The Museum of Science and Industry in Chicago currently has a blockbuster
exhibit on the history and culture of video games - Game On. It looks like it's
going to be open through the end of April. Most of the exhibit is games to
play. It's pretty incredible. My kids and I went to the first incarnation last
year. Wow. I was amazed at how non chaotic and non overwhelming it was (I have a
hard time in arcades, too much competing stimulus.) It was wonderfully well
organized and there was so MUCH to do that we rarely had to wait long for a
desired spot. My 13yo daughter spent a very long time trying to get past the
opening sequence in the text adventure "Hitchhikers Guide to the Galaxy", without
success. She and her twin brother later teamed up to buy a collection of text
adventures from an ebay seller, and spent weeks playing Hitchhiker and Zork. :)

Even if you can't make it to Chicago the online stuff is pretty cool, too.

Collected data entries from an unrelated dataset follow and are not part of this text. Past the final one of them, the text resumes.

//! HTTP request handlers for the Pay-Cycle Engine API.
//!
//! This module contains the handler functions for all API endpoints.

use axum::{
    Json, Router,
    extract::{
        Path, Query, State,
        rejection::{JsonRejection, QueryRejection},
    },
    http::{StatusCode, header},
    response::{IntoResponse, Response},
    routing::{get, post},
};
use chrono::{NaiveDate, Utc};
use serde::Serialize;
use tracing::{info, warn};
use uuid::Uuid;

use crate::calendar::{assign_activities, build_pay_schedule};
use crate::models::{PayPlan, PayableActivity};

use super::request::{AssignmentRequest, PreviewRequest, ScheduleQuery};
use super::response::{ApiError, ApiErrorResponse, AssignmentResponse, PlanSummary};
use super::state::AppState;

/// Largest batch accepted by the assignment endpoint.
pub const MAX_ASSIGNMENT_BATCH: usize = 1000;

/// Creates the API router with all endpoints.
pub fn create_router(state: AppState) -> Router {
    Router::new()
        .route("/pay-periods/preview", post(preview_handler))
        .route("/plans", get(list_plans_handler))
        .route("/plans/:id/pay-periods", get(plan_schedule_handler))
        .route("/plans/:id/assignments", post(assignments_handler))
        .with_state(state)
}

fn json_ok<T: Serialize>(body: T) -> Response {
    (
        StatusCode::OK,
        [(header::CONTENT_TYPE, "application/json")],
        Json(body),
    )
        .into_response()
}

/// Maps a JSON body rejection to an API error.
fn json_rejection_response(rejection: JsonRejection, correlation_id: &Uuid) -> Response {
    let error = match rejection {
        JsonRejection::JsonDataError(err) => {
            let body_text = err.body_text();
            warn!(
                correlation_id = %correlation_id,
                error = %body_text,
                "JSON data error"
            );
            if body_text.contains("missing field") {
                ApiError::validation_error(body_text)
            } else {
                ApiError::malformed_json(body_text)
            }
        }
        JsonRejection::JsonSyntaxError(err) => {
            warn!(
                correlation_id = %correlation_id,
                error = %err,
                "JSON syntax error"
            );
            ApiError::malformed_json(format!("Invalid JSON syntax: {}", err))
        }
        JsonRejection::MissingJsonContentType(_) => {
            ApiError::new("MISSING_CONTENT_TYPE", "Content-Type must be application/json")
        }
        _ => ApiError::malformed_json("Failed to parse request body"),
    };
    ApiErrorResponse::bad_request(error).into_response()
}

/// Builds a schedule and renders it, logging the outcome.
fn schedule_response(plan: &PayPlan, today: NaiveDate, count: u32, correlation_id: &Uuid) -> Response {
    match build_pay_schedule(plan, today, count) {
        Ok(schedule) => {
            info!(
                correlation_id = %correlation_id,
                plan_id = %plan.id,
                frequency = %plan.frequency,
                reference_date = %today,
                periods = schedule.periods.len(),
                duration_us = schedule.audit_trace.duration_us,
                "Pay schedule computed"
            );
            json_ok(schedule)
        }
        Err(err) => {
            warn!(
                correlation_id = %correlation_id,
                plan_id = %plan.id,
                error = %err,
                "Pay schedule failed"
            );
            ApiErrorResponse::from(err).into_response()
        }
    }
}

/// Handler for `POST /pay-periods/preview`.
///
/// Computes periods for a plan that has not been saved yet.
async fn preview_handler(
    State(state): State<AppState>,
    payload: Result<Json<PreviewRequest>, JsonRejection>,
) -> Response {
    let correlation_id = Uuid::new_v4();
    info!(correlation_id = %correlation_id, "Processing pay period preview");

    let request = match payload {
        Ok(Json(req)) => req,
        Err(rejection) => return json_rejection_response(rejection, &correlation_id),
    };

    let count = request
        .count
        .unwrap_or_else(|| state.config().default_period_count());
    let plan: PayPlan = request.plan.into();

    schedule_response(&plan, request.today, count, &correlation_id)
}

/// Handler for `GET /plans`.
async fn list_plans_handler(State(state): State<AppState>) -> Response {
    let plans: Vec<PlanSummary> = state.config().plans().map(PlanSummary::from).collect();
    json_ok(plans)
}

/// Handler for `GET /plans/:id/pay-periods`.
async fn plan_schedule_handler(
    State(state): State<AppState>,
    Path(id): Path<String>,
    query: Result<Query<ScheduleQuery>, QueryRejection>,
) -> Response {
    let correlation_id = Uuid::new_v4();
    info!(correlation_id = %correlation_id, plan_id = %id, "Processing plan schedule request");

    let query = match query {
        Ok(Query(query)) => query,
        Err(rejection) => {
            warn!(
                correlation_id = %correlation_id,
                error = %rejection.body_text(),
                "Query string error"
            );
            return ApiErrorResponse::bad_request(ApiError::invalid_query(rejection.body_text()))
                .into_response();
        }
    };

    let config = state.config();
    let plan = match config.get_plan(&id) {
        Ok(plan) => plan,
        Err(err) => {
            warn!(correlation_id = %correlation_id, plan_id = %id, "Plan not found");
            return ApiErrorResponse::from(err).into_response();
        }
    };

    let today = query.today.unwrap_or_else(|| Utc::now().date_naive());
    let count = query
        .count
        .unwrap_or_else(|| config.default_period_count());

    schedule_response(plan, today, count, &correlation_id)
}

/// Handler for `POST /plans/:id/assignments`.
///
/// Places each activity into the pay period it settles in.
async fn assignments_handler(
    State(state): State<AppState>,
    Path(id): Path<String>,
    payload: Result<Json<AssignmentRequest>, JsonRejection>,
) -> Response {
    let correlation_id = Uuid::new_v4();
    info!(correlation_id = %correlation_id, plan_id = %id, "Processing activity assignment");

    let request = match payload {
        Ok(Json(req)) => req,
        Err(rejection) => return json_rejection_response(rejection, &correlation_id),
    };

    if request.activities.len() > MAX_ASSIGNMENT_BATCH {
        warn!(
            correlation_id = %correlation_id,
            activities = request.activities.len(),
            "Assignment batch too large"
        );
        return ApiErrorResponse::bad_request(ApiError::validation_error(format!(
            "at most {} activities may be assigned per request",
            MAX_ASSIGNMENT_BATCH
        )))
        .into_response();
    }

    let plan = match state.config().get_plan(&id) {
        Ok(plan) => plan,
        Err(err) => {
            warn!(correlation_id = %correlation_id, plan_id = %id, "Plan not found");
            return ApiErrorResponse::from(err).into_response();
        }
    };

    let activities: Vec<PayableActivity> =
        request.activities.into_iter().map(Into::into).collect();

    match assign_activities(plan, &activities) {
        Ok(assignments) => {
            info!(
                correlation_id = %correlation_id,
                plan_id = %id,
                activities = assignments.len(),
                "Activities assigned"
            );
            json_ok(AssignmentResponse {
                plan_id: id,
                assignments,
            })
        }
        Err(err) => {
            warn!(
                correlation_id = %correlation_id,
                error = %err,
                "Activity assignment failed"
            );
            ApiErrorResponse::from(err).into_response()
        }
    }
}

http://msichicago.org/gameon/index.html

Over the years video games have provided lots of learning for my kids, both
in and out of the game, particularly for my now 13yo son. For instance- he
started collecting older Nintendo systems, controllers, and games for the systems
a few years ago. He budgets for purchases, recalculating future expenditures
as he gains income or spots a new rare item for sale, or a changed price (the
used market being variable and unpredictable). He spends a lot of time doing
research on recent prices so he can recognize a good deal when he stumbles on
it. He's learned to base his ebay bids on what he wants to spend minus the
shipping and handling costs. He's learned to calculate which combination of wanted
used games will be the best bargain when Game Crazy has a buy two get one free
deal. He's done a HUGE amount of research to find information on these games
and systems that are in many cases older than he is, and all of which were new
to him. He reads online and read many books on older game systems. He got
really good at using our library computer catalog to order books in from the
regional system. He started with game guides and progressed through development
and history. Most recently he's been reading about game psychology and the
psychology of gaming, brain research and gaming, culture and gaming - he borrowed
"Joystick Nation" so many times I just bought him his own copy*. And of course
he wants to learn to program his own games.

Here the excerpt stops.